* [Exercise instructions] Copy every line below precisely as it appears.

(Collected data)
= Beginning of Section =

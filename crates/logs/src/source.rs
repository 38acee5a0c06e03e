use serde::{Deserialize, Serialize};
use std::fmt;
use std::future::Future;
use std::pin::Pin;

/// Outcome badge of a log entry.
#[derive(Debug, Clone, Copy, PartialEq, Eq, Serialize, Deserialize)]
pub enum LogStatus {
    #[serde(rename = "OK")]
    Ok,
    Warning,
}

impl LogStatus {
    /// Even rows are OK, odd rows are warnings.
    pub fn for_index(index: usize) -> Self {
        if index % 2 == 0 { Self::Ok } else { Self::Warning }
    }

    pub fn as_str(&self) -> &'static str {
        match self {
            Self::Ok => "OK",
            Self::Warning => "Warning",
        }
    }
}

impl fmt::Display for LogStatus {
    fn fmt(&self, f: &mut fmt::Formatter<'_>) -> fmt::Result {
        f.write_str(self.as_str())
    }
}

/// One row of the Logs page.
#[derive(Debug, Clone, PartialEq, Eq, Serialize, Deserialize)]
pub struct LogEntry {
    /// Local time, `HH:MM`.
    pub time: String,
    pub event: String,
    pub operator: String,
    pub status: LogStatus,
}

/// Error type for log fetches.
#[derive(Debug, thiserror::Error)]
pub enum LogError {
    #[error("request failed: {0}")]
    RequestFailed(String),
    #[error("unexpected status: {0}")]
    Status(u16),
    #[error("malformed response: {0}")]
    Decode(String),
}

/// Anything that can produce log entries.
pub trait LogSource: Send + Sync {
    fn name(&self) -> &str;

    fn fetch(&self) -> Pin<Box<dyn Future<Output = Result<Vec<LogEntry>, LogError>> + Send + '_>>;
}

/// Mock source for tests. Returns fixed entries or fails.
#[derive(Debug, Clone)]
pub struct MockSource {
    pub entries: Vec<LogEntry>,
    pub fail: bool,
}

impl MockSource {
    pub fn new(entries: Vec<LogEntry>) -> Self {
        Self { entries, fail: false }
    }

    /// A source whose every fetch fails.
    pub fn failing() -> Self {
        Self { entries: Vec::new(), fail: true }
    }
}

impl LogSource for MockSource {
    fn name(&self) -> &str {
        "mock"
    }

    fn fetch(&self) -> Pin<Box<dyn Future<Output = Result<Vec<LogEntry>, LogError>> + Send + '_>> {
        let entries = self.entries.clone();
        let fail = self.fail;
        Box::pin(async move {
            if fail {
                Err(LogError::RequestFailed("mock failure".into()))
            } else {
                Ok(entries)
            }
        })
    }
}

#[cfg(test)]
mod tests {
    use super::*;

    fn entry(i: usize) -> LogEntry {
        LogEntry {
            time: "12:00".into(),
            event: format!("Module diagnostics Suite {i}"),
            operator: format!("op{i}"),
            status: LogStatus::for_index(i),
        }
    }

    #[tokio::test]
    async fn mock_source_returns_entries() {
        let mock = MockSource::new(vec![entry(0), entry(1)]);
        let got = mock.fetch().await.unwrap();
        assert_eq!(got.len(), 2);
        assert_eq!(got[1].status, LogStatus::Warning);
        assert_eq!(mock.name(), "mock");
    }

    #[tokio::test]
    async fn failing_mock_errors() {
        let err = MockSource::failing().fetch().await.unwrap_err();
        assert!(err.to_string().contains("mock failure"));
    }

    #[test]
    fn status_alternates() {
        let statuses: Vec<&str> = (0..4).map(|i| LogStatus::for_index(i).as_str()).collect();
        assert_eq!(statuses, vec!["OK", "Warning", "OK", "Warning"]);
    }

    #[test]
    fn status_serializes_like_badge() {
        assert_eq!(serde_json::to_string(&LogStatus::Ok).unwrap(), "\"OK\"");
        assert_eq!(serde_json::to_string(&LogStatus::Warning).unwrap(), "\"Warning\"");
    }
}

= End of Section =

* [Task output]
filename crates/logs/src/source.rs
repository 38acee5a0c06e03e
use serde::{Deserialize, Serialize};
use std::fmt;
use std::future::Future;
use std::pin::Pin;

/// Outcome badge of a log entry.
#[derive(Debug, Clone, Copy, PartialEq, Eq, Serialize, Deserialize)]
pub enum LogStatus {
    #[serde(rename = "OK")]
    Ok,
    Warning,
}

impl LogStatus {
    /// Even rows are OK, odd rows are warnings.
    pub fn for_index(index: usize) -> Self {
        if index % 2 == 0 { Self::Ok } else { Self::Warning }
    }

    pub fn as_str(&self) -> &'static str {
        match self {
            Self::Ok => "OK",
            Self::Warning => "Warning",
        }
    }
}

impl fmt::Display for LogStatus {
    fn fmt(&self, f: &mut fmt::Formatter<'_>) -> fmt::Result {
        f.write_str(self.as_str())
    }
}

/// One row of the Logs page.
#[derive(Debug, Clone, PartialEq, Eq, Serialize, Deserialize)]
pub struct LogEntry {
    /// Local time, `HH:MM`.
    pub time: String,
    pub event: String,
    pub operator: String,
    pub status: LogStatus,
}

/// Error type for log fetches.
#[derive(Debug, thiserror::Error)]
pub enum LogError {
    #[error("request failed: {0}")]
    RequestFailed(String),
    #[error("unexpected status: {0}")]
    Status(u16),
    #[error("malformed response: {0}")]
    Decode(String),
}

/// Anything that can produce log entries.
pub trait LogSource: Send + Sync {
    fn name(&self) -> &str;

    fn fetch(&self) -> Pin<Box<dyn Future<Output = Result<Vec<LogEntry>, LogError>> + Send + '_>>;
}

/// Mock source for tests. Returns fixed entries or fails.
#[derive(Debug, Clone)]
pub struct MockSource {
    pub entries: Vec<LogEntry>,
    pub fail: bool,
}

impl MockSource {
    pub fn new(entries: Vec<LogEntry>) -> Self {
        Self { entries, fail: false }
    }

    /// A source whose every fetch fails.
    pub fn failing() -> Self {
        Self { entries: Vec::new(), fail: true }
    }
}

impl LogSource for MockSource {
    fn name(&self) -> &str {
        "mock"
    }

    fn fetch(&self) -> Pin<Box<dyn Future<Output = Result<Vec<LogEntry>, LogError>> + Send + '_>> {
        let entries = self.entries.clone();
        let fail = self.fail;
        Box::pin(async move {
            if fail {
                Err(LogError::RequestFailed("mock failure".into()))
            } else {
                Ok(entries)
            }
        })
    }
}

#[cfg(test)]
mod tests {
    use super::*;

    fn entry(i: usize) -> LogEntry {
        LogEntry {
            time: "12:00".into(),
            event: format!("Module diagnostics Suite {i}"),
            operator: format!("op{i}"),
            status: LogStatus::for_index(i),
        }
    }

    #[tokio::test]
    async fn mock_source_returns_entries() {
        let mock = MockSource::new(vec![entry(0), entry(1)]);
        let got = mock.fetch().await.unwrap();
        assert_eq!(got.len(), 2);
        assert_eq!(got[1].status, LogStatus::Warning);
        assert_eq!(mock.name(), "mock");
    }

    #[tokio::test]
    async fn failing_mock_errors() {
        let err = MockSource::failing().fetch().await.unwrap_err();
        assert!(err.to_string().contains("mock failure"));
    }

    #[test]
    fn status_alternates() {
        let statuses: Vec<&str> = (0..4).map(|i| LogStatus::for_index(i).as_str()).collect();
        assert_eq!(statuses, vec!["OK", "Warning", "OK", "Warning"]);
    }

    #[test]
    fn status_serializes_like_badge() {
        assert_eq!(serde_json::to_string(&LogStatus::Ok).unwrap(), "\"OK\"");
        assert_eq!(serde_json::to_string(&LogStatus::Warning).unwrap(), "\"Warning\"");
    }
}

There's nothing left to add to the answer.